The Victorian Amateur Championship is the state amateur golf championship of Victoria, Australia. It has been played annually since 1899, except for the war years.

Two players have won the championship six times, Michael Scott between 1904 and 1910, and Eric Routley between 1952 and 1966. Ivo Whitton won five times between 1919 and 1924, while Harry Williams won five times in the 1930s.

Format
The event is a match play tournament. Matches are over 18 holes, except for the final which is over 36 holes. Normally the leading 32 players in the Port Phillip Open Amateur qualify. In 2020 the number of qualifiers was reduced to 8, the championship being played over two days instead three. In 2021 and 2022 there were 16 qualifiers, the championship again being played over two days with an 18-hole final.

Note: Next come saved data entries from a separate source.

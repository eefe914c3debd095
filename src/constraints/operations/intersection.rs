use tracing::debug;

use crate::constraints::{Constraint, ConstraintError};
use crate::geometry::Range;

/// Computes the constraint satisfied exactly by regions satisfying both inputs.
///
/// # Arguments
///
/// * `a` - First constraint
/// * `b` - Second constraint
///
/// # Returns
///
/// The merged constraint: ranges intersected, sizes tightened, alignments
/// merged into a single residue class modulo the lcm of both grains.
/// [`ConstraintError::Unsatisfiable`] is an ordinary outcome here.
pub fn compute_intersection(a: &Constraint, b: &Constraint) -> crate::Result<Constraint> {
    // assert a and b are well formed (debug-only)
    debug_assert!(super::assertions::is_well_formed(a));
    debug_assert!(super::assertions::is_well_formed(b));

    let start_range = intersect_ranges("start", &a.start_range(), &b.start_range())?;
    let end_range = intersect_ranges("end", &a.end_range(), &b.end_range())?;

    let min_size = a.min_size().max(b.min_size());
    let max_size = a.max_size().min(b.max_size());
    if min_size > max_size {
        debug!(min_size, max_size, "intersection has conflicting sizes");
        return Err(ConstraintError::Unsatisfiable(format!(
            "minimum size {min_size} exceeds maximum size {max_size}"
        )));
    }

    let start_align = a
        .start_align()
        .intersect(&b.start_align())
        .inspect_err(|e| debug!(error = %e, "start alignments do not merge"))?;
    let end_align = a
        .end_align()
        .intersect(&b.end_align())
        .inspect_err(|e| debug!(error = %e, "end alignments do not merge"))?;

    let merged = Constraint::new(
        start_align,
        end_align,
        start_range,
        end_range,
        min_size,
        max_size,
    )?;
    debug_assert!(super::assertions::is_well_formed(&merged));
    Ok(merged)
}

fn intersect_ranges(side: &str, a: &Range, b: &Range) -> crate::Result<Range> {
    a.intersection(b).ok_or_else(|| {
        debug!(side, a = %a, b = %b, "intersection has disjoint ranges");
        ConstraintError::Unsatisfiable(format!("{side} ranges {a} and {b} are disjoint"))
    })
}
//! Scored solution candidate and its ordering.

use std::cmp::Ordering;

use crate::geometry::Geometry;

/// A solution together with its distance to the reference region.
#[derive(Debug, Clone, Copy, PartialEq, Eq)]
pub struct Candidate {
    pub(crate) geometry: Geometry,
    pub(crate) distance: u64,
}

impl Candidate {
    pub fn new(geometry: Geometry, reference: &Geometry) -> Self {
        Self {
            geometry,
            distance: manhattan_distance(&geometry, reference),
        }
    }

    pub fn geometry(&self) -> Geometry {
        self.geometry
    }

    pub fn distance(&self) -> u64 {
        self.distance
    }

    /// Returns true if this candidate should replace `other` as the best one.
    pub fn is_better_than(&self, other: &Candidate) -> bool {
        compare_candidates(self, other) == Ordering::Less
    }
}

/// `|a.start - b.start| + |a.end - b.end|`.
///
/// Sectors lie in `[0, MAX_SECTOR]`, so the sum always fits in a `u64`.
pub fn manhattan_distance(a: &Geometry, b: &Geometry) -> u64 {
    a.start().abs_diff(b.start()) + a.end().abs_diff(b.end())
}

/// Orders by distance, then smaller start, then smaller end.
pub fn compare_candidates(a: &Candidate, b: &Candidate) -> Ordering {
    a.distance
        .cmp(&b.distance)
        .then_with(|| a.geometry.start().cmp(&b.geometry.start()))
        .then_with(|| a.geometry.end().cmp(&b.geometry.end()))
}
//! Closed sector interval.

use std::fmt::Display;

use crate::constraints::ConstraintError;
use crate::{Sector, MAX_SECTOR};

/// Closed range `[min, max]` of sector positions.
///
/// A live `Range` is never empty: `0 <= min <= max <= MAX_SECTOR`.
#[derive(Debug, Clone, Copy, PartialEq, Eq, Hash)]
pub struct Range {
    min: Sector,
    max: Sector,
}

// Ranges are non-empty by construction, so there is no `is_empty`.
#[allow(clippy::len_without_is_empty)]
impl Range {
    /// Creates range `[min, max]`.
    ///
    /// # Errors
    ///
    /// [`ConstraintError::InvalidArgument`] if `min > max` or either bound lies
    /// outside the addressable sector space.
    pub fn new(min: Sector, max: Sector) -> crate::Result<Self> {
        if min < 0 || max > MAX_SECTOR {
            return Err(ConstraintError::InvalidArgument(format!(
                "range [{min}, {max}] lies outside sectors [0, {MAX_SECTOR}]"
            )));
        }
        if min > max {
            return Err(ConstraintError::InvalidArgument(format!(
                "range [{min}, {max}] is inverted"
            )));
        }
        Ok(Self { min, max })
    }

    /// The single-sector range `[sector, sector]`.
    ///
    /// Callers guarantee `sector` is addressable.
    pub(crate) const fn point(sector: Sector) -> Self {
        Self {
            min: sector,
            max: sector,
        }
    }

    /// Range `[min, max]` from bounds already known to be valid.
    pub(crate) const fn spanning(min: Sector, max: Sector) -> Self {
        debug_assert!(0 <= min && min <= max && max <= MAX_SECTOR);
        Self { min, max }
    }

    /// Range covering the whole addressable sector space.
    pub const fn full() -> Self {
        Self {
            min: 0,
            max: MAX_SECTOR,
        }
    }

    pub const fn min(&self) -> Sector {
        self.min
    }

    pub const fn max(&self) -> Sector {
        self.max
    }

    /// Number of sectors in the range.
    pub const fn len(&self) -> Sector {
        self.max - self.min + 1
    }

    /// Returns true if `sector` ∈ `[min, max]`.
    pub const fn contains(&self, sector: Sector) -> bool {
        self.min <= sector && sector <= self.max
    }

    /// Checks if this range shares at least one sector with another range.
    pub const fn overlaps(&self, other: &Range) -> bool {
        self.min <= other.max && other.min <= self.max
    }

    /// Returns the common part of both ranges, or `None` if they are disjoint.
    pub fn intersection(&self, other: &Range) -> Option<Range> {
        if self.overlaps(other) {
            Some(Range {
                min: self.min.max(other.min),
                max: self.max.min(other.max),
            })
        } else {
            None
        }
    }

    /// Nearest sector of the range to `sector`.
    pub fn clamp(&self, sector: Sector) -> Sector {
        sector.clamp(self.min, self.max)
    }
}

impl Display for Range {
    fn fmt(&self, f: &mut std::fmt::Formatter<'_>) -> std::fmt::Result {
        write!(f, "[{}, {}]", self.min, self.max)
    }
}

// =============================================================================
// Range Serde Support
// =============================================================================

#[cfg(feature = "serde")]
impl serde::Serialize for Range {
    fn serialize<S>(&self, serializer: S) -> Result<S::Ok, S::Error>
    where
        S: serde::Serializer,
    {
        use serde::ser::SerializeStruct;
        let mut s = serializer.serialize_struct("Range", 2)?;
        s.serialize_field("min", &self.min)?;
        s.serialize_field("max", &self.max)?;
        s.end()
    }
}

#[cfg(feature = "serde")]
impl<'de> serde::Deserialize<'de> for Range {
    fn deserialize<D>(deserializer: D) -> Result<Self, D::Error>
    where
        D: serde::Deserializer<'de>,
    {
        #[derive(serde::Deserialize)]
        struct Raw {
            min: Sector,
            max: Sector,
        }

        let raw = Raw::deserialize(deserializer)?;
        Range::new(raw.min, raw.max).map_err(serde::de::Error::custom)
    }
}

#[cfg(test)]
mod tests {
    use super::*;

    fn r(min: Sector, max: Sector) -> Range {
        Range::new(min, max).unwrap()
    }

    #[test]
    fn test_range_creation() {
        let range = r(10, 19);
        assert_eq!(range.min(), 10);
        assert_eq!(range.max(), 19);
        assert_eq!(range.len(), 10);
    }

    #[test]
    fn test_range_rejects_inverted() {
        let err = Range::new(20, 10).unwrap_err();
        assert!(matches!(err, ConstraintError::InvalidArgument(_)));
    }

    #[test]
    fn test_range_rejects_out_of_space() {
        assert!(Range::new(-1, 10).is_err());
        assert!(Range::new(0, Sector::MAX).is_err());
        assert_eq!(Range::new(0, MAX_SECTOR).unwrap(), Range::full());
    }

    #[test]
    fn test_full_range_length_is_representable() {
        assert_eq!(Range::full().len(), crate::MAX_LENGTH);
    }

    #[test]
    fn test_range_contains() {
        let range = r(0, 100);
        assert!(range.contains(50));
        assert!(range.contains(0));
        assert!(range.contains(100));
        assert!(!range.contains(101));
        assert!(!range.contains(-1));
    }

    #[test]
    fn test_range_overlaps_and_intersection() {
        let a = r(0, 100);
        let b = r(50, 150);
        let c = r(200, 300);

        assert!(a.overlaps(&b));
        assert!(b.overlaps(&a));
        assert!(!a.overlaps(&c));
        assert_eq!(a.intersection(&b), Some(r(50, 100)));
        assert_eq!(a.intersection(&c), None);
    }

    #[test]
    fn test_touching_ranges_share_one_sector() {
        let a = r(0, 50);
        let b = r(50, 100);
        assert_eq!(a.intersection(&b), Some(Range::point(50)));
    }

    #[test]
    fn test_clamp() {
        let range = r(10, 20);
        assert_eq!(range.clamp(5), 10);
        assert_eq!(range.clamp(15), 15);
        assert_eq!(range.clamp(25), 20);
    }

    #[test]
    fn test_display() {
        assert_eq!(r(3, 7).to_string(), "[3, 7]");
    }

    #[cfg(feature = "serde")]
    #[test]
    fn test_serde_validates() {
        let range: Range = serde_json::from_str(r#"{"min":1,"max":4}"#).unwrap();
        assert_eq!(range, r(1, 4));
        assert!(serde_json::from_str::<Range>(r#"{"min":4,"max":1}"#).is_err());
    }
}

The Port Phillip Open Amateur is a 72-hole stroke-play tournament played at Commonwealth and Kingston Heath golf clubs immediately before the Victorian Amateur Championship.

History
In 1894 the Melbourne Golf Club (later Royal Melbourne) founded the "Victorian Golf Cup" open to "all amateurs in Australasia". The Victorian Golf Cup rapidly established itself as the most important tournament in Australia, and was regarded as the Amateur Championship of Australia. The Australian Golf Union was formed in 1898 and organised their first championship meeting at Royal Sydney Golf Club in May 1899, the main event being the Amateur Championship. Although the Victorian Golf Cup continued in 1899, the Amateur Championship at the AGU championship immediately replaced it as the Amateur Championship of Australia. Despite some initial confusion, the Victorian Golf Cup became established as the Amateur Championship of Victoria. In 1897 and 1898, the Victorian Golf Cup had been played as a 72-hole stroke-play event and the same format was used in 1899. Jim Howden was the winner, by 3 strokes, with a score of 354.

Jim Howden won again in 1900, followed by Walter Carre Riddell in 1901, who finished 19 strokes ahead of the runner-up. In 1902 Royal Melbourne hosted the AGU championship meeting for the first time. No separate Victorian championship was arranged, the winner of the Australian Amateur simultaneously becoming the champion of Victoria and holder of the Victorian Golf Cup. Hugh MacNeil, a Scottish-born New Zealander who had recently moved to Sydney was the winner with a score of 328. There was tie for second place between Peter Anderson and Walter Carre Riddell, and a short 8-hole playoff was arranged to determine the winner of the second prize, Riddell winning by a stroke. Riddell won for the second time in 1903, this time by 27 strokes.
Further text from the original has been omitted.